■ What to work on ■
The records sit below. Return every line in them that holds the word "name".

■ Records from a collection ■

# # # #

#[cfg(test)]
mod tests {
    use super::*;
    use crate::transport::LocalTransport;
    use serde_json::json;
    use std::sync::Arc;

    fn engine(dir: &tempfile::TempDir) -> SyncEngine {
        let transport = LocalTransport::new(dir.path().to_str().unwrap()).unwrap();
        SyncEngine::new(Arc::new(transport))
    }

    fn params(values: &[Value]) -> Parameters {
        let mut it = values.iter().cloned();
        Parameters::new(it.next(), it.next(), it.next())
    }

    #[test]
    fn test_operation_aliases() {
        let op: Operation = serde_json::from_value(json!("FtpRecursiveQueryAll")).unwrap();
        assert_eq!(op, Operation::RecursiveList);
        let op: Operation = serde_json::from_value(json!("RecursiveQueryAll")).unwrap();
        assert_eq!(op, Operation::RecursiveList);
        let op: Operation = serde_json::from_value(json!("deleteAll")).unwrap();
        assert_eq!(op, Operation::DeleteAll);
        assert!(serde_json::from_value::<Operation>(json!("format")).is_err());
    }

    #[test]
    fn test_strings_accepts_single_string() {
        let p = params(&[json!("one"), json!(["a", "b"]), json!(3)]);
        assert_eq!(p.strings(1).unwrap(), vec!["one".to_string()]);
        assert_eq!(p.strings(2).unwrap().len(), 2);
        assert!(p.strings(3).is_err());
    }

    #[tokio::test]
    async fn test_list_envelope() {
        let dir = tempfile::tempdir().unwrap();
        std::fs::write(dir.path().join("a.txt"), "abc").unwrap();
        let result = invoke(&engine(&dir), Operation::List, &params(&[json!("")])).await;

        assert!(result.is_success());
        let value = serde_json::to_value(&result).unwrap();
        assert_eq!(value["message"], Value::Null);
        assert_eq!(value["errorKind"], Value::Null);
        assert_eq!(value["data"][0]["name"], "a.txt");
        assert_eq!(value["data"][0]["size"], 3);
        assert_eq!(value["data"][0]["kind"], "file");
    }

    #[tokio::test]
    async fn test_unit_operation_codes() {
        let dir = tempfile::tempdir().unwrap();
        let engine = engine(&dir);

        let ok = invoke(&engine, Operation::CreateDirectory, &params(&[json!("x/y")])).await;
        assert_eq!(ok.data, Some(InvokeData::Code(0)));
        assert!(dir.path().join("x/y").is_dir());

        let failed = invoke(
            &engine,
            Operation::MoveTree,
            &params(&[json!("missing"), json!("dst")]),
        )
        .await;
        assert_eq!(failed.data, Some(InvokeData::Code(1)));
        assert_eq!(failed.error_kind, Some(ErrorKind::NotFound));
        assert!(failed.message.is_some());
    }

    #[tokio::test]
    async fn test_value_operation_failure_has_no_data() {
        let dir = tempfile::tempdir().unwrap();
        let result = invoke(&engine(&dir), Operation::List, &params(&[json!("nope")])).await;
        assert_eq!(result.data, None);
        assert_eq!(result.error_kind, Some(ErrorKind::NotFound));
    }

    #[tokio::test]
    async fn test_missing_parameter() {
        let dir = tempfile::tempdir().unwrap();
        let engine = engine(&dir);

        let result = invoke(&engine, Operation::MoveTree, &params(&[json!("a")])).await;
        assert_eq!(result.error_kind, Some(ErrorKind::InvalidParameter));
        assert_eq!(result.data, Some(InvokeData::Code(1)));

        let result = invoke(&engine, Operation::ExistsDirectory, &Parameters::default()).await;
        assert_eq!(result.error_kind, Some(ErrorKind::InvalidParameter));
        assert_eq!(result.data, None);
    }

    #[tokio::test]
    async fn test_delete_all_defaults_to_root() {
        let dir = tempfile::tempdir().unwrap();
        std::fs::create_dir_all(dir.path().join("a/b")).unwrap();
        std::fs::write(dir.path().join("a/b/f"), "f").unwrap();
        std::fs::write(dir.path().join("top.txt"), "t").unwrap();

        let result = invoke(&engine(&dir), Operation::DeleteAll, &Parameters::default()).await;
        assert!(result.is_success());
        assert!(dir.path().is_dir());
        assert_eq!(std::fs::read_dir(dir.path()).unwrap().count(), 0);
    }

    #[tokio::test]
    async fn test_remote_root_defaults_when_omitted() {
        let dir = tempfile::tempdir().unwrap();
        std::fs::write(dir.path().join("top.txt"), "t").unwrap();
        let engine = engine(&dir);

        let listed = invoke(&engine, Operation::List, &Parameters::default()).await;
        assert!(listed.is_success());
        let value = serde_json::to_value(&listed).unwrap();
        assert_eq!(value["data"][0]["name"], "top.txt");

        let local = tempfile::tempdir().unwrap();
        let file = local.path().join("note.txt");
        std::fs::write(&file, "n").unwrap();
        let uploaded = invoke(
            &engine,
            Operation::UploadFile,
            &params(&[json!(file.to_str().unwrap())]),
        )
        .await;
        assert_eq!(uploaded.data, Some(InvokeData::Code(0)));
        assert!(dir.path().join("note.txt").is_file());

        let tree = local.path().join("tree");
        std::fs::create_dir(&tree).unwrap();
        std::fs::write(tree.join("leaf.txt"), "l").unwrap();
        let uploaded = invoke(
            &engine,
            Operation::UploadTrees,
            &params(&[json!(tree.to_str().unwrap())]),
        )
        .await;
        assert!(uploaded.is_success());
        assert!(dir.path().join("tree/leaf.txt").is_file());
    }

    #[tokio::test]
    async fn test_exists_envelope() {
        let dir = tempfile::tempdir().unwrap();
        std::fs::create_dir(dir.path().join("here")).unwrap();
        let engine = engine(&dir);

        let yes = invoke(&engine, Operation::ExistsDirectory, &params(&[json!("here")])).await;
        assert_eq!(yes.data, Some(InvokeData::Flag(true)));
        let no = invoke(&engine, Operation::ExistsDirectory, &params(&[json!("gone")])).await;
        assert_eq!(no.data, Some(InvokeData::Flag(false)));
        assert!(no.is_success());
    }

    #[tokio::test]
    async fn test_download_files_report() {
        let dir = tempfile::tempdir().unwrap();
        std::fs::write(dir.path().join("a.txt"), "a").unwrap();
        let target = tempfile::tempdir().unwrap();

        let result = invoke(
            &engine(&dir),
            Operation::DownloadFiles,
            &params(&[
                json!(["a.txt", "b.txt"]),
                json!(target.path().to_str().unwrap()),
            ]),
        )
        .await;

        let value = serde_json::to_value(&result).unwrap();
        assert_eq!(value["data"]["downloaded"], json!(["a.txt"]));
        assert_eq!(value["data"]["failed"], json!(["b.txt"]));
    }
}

# # # #

■ Exercise output ■
        assert_eq!(value["data"][0]["name"], "a.txt");
        assert_eq!(value["data"][0]["name"], "top.txt");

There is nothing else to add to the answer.